Cudi Dağı 2124 m. yüksekliğinde,  Güneydoğu Anadolu Bölgesinde meşhur bir  dağ  olup, Şırnak ilimizin sınırları içindedir. Cudi Dağı  Cizre'nin kuzeyinde bulunan Missiri (Kurtuluş) Köyü’nden başlar, bu köyden itibaren doğuya doğru Tanin Dağları ile birleşerek Irak topraklarında devam ederek  Kuzey Irak’ın Gılale şehrine kadar uzanır. Batı’dan doğu’ya doğru uzanan Cudi Dağı’nın doğusundaki 2114 metre yüksekliğindeki Ziyaret Tepesi Nuh Peygamber’in (as) gemisinin durduğu  bölümdür.  

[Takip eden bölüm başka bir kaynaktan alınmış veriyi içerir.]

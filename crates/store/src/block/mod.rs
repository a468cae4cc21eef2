//! Block management for the table store.
//!
//! This module handles:
//! - The fixed-size block buffer and its big-endian field codec
//! - Block number allocation (monotonic, never reused)
//! - The buffer pool caching resident blocks

mod allocator;
mod pool;

pub use allocator::BlockAllocator;
pub use pool::{BufferPool, PoolStats};

use byteorder::{BigEndian, ByteOrder};

use crate::error::{BlockId, Error, Result};

/// Width of a numeric record field.
///
/// Fields are stored big-endian. The five-byte width packs a 40-bit value
/// for quantities that need more than 32 but never 64 bits.
#[derive(Debug, Clone, Copy, PartialEq, Eq)]
#[repr(u8)]
pub enum FieldWidth {
    /// One byte.
    One = 1,
    /// Two bytes.
    Two = 2,
    /// Four bytes.
    Four = 4,
    /// Five bytes (40 bits).
    Five = 5,
}

impl FieldWidth {
    /// Number of bytes occupied by the field.
    pub fn bytes(self) -> usize {
        self as usize
    }

    /// Largest value representable in this width.
    pub fn max_value(self) -> u64 {
        (1u64 << (8 * self.bytes())) - 1
    }
}

impl TryFrom<usize> for FieldWidth {
    type Error = Error;

    fn try_from(width: usize) -> Result<Self> {
        match width {
            1 => Ok(FieldWidth::One),
            2 => Ok(FieldWidth::Two),
            4 => Ok(FieldWidth::Four),
            5 => Ok(FieldWidth::Five),
            _ => Err(Error::InvalidFieldWidth { width }),
        }
    }
}

/// A fixed-size buffer holding one block of records.
///
/// Byte positions passed to the accessors are relative to the block start;
/// callers are responsible for keeping them inside the block.
#[derive(Clone)]
pub struct Block {
    /// Block number currently held, `None` for a never-assigned buffer.
    pub id: Option<BlockId>,
    /// Raw block bytes.
    pub data: Vec<u8>,
    /// Whether the buffer holds changes not yet written to the data file.
    pub dirty: bool,
}

impl Block {
    /// Creates an unassigned, zeroed buffer.
    pub fn new(block_size: usize) -> Self {
        Self { id: None, data: vec![0u8; block_size], dirty: false }
    }

    /// Reads a big-endian unsigned field at byte position `pos`.
    pub fn read_field(&self, pos: usize, width: FieldWidth) -> u64 {
        let buf = &self.data[pos..pos + width.bytes()];
        match width {
            FieldWidth::One => u64::from(buf[0]),
            FieldWidth::Two => u64::from(BigEndian::read_u16(buf)),
            FieldWidth::Four => u64::from(BigEndian::read_u32(buf)),
            FieldWidth::Five => BigEndian::read_uint(buf, 5),
        }
    }

    /// Writes a big-endian unsigned field at byte position `pos`.
    ///
    /// # Errors
    ///
    /// Returns [`Error::FieldOverflow`] if `value` exceeds the width; the
    /// buffer is left untouched in that case.
    pub fn write_field(&mut self, pos: usize, width: FieldWidth, value: u64) -> Result<()> {
        if value > width.max_value() {
            return Err(Error::FieldOverflow { value, width: width.bytes() });
        }
        let buf = &mut self.data[pos..pos + width.bytes()];
        match width {
            FieldWidth::One => buf[0] = value as u8,
            FieldWidth::Two => BigEndian::write_u16(buf, value as u16),
            FieldWidth::Four => BigEndian::write_u32(buf, value as u32),
            FieldWidth::Five => BigEndian::write_uint(buf, value, 5),
        }
        self.dirty = true;
        Ok(())
    }

    /// Moves `len` bytes from `src` to `dst` within the block.
    pub fn shift(&mut self, src: usize, dst: usize, len: usize) {
        if len > 0 && src != dst {
            self.data.copy_within(src..src + len, dst);
        }
        self.dirty = true;
    }

    /// Copies `bytes` into the block starting at `pos`.
    pub fn put(&mut self, pos: usize, bytes: &[u8]) {
        self.data[pos..pos + bytes.len()].copy_from_slice(bytes);
        self.dirty = true;
    }
}

impl std::fmt::Debug for Block {
    fn fmt(&self, f: &mut std::fmt::Formatter<'_>) -> std::fmt::Result {
        f.debug_struct("Block")
            .field("id", &self.id)
            .field("size", &self.data.len())
            .field("dirty", &self.dirty)
            .finish()
    }
}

Kur`an-ı Kerim`in Hud suresinin 44. ayetinde şöyle buyrulmuştur:  “Yere, “Suyunu çek!” göğe, “Ey gök sen de tut!” denildi. Su çekildi, iş bitti; gemi CUDİ’ye oturdu. Haksızlık yapan millet  Allah’ın rahmetinden uzak olsun” denildi.[1] Dolayısıyla Kuran-ı Kerim açık bir şekilde geminin Cudi Dağı üzerinde durduğunu buyurmaktadır.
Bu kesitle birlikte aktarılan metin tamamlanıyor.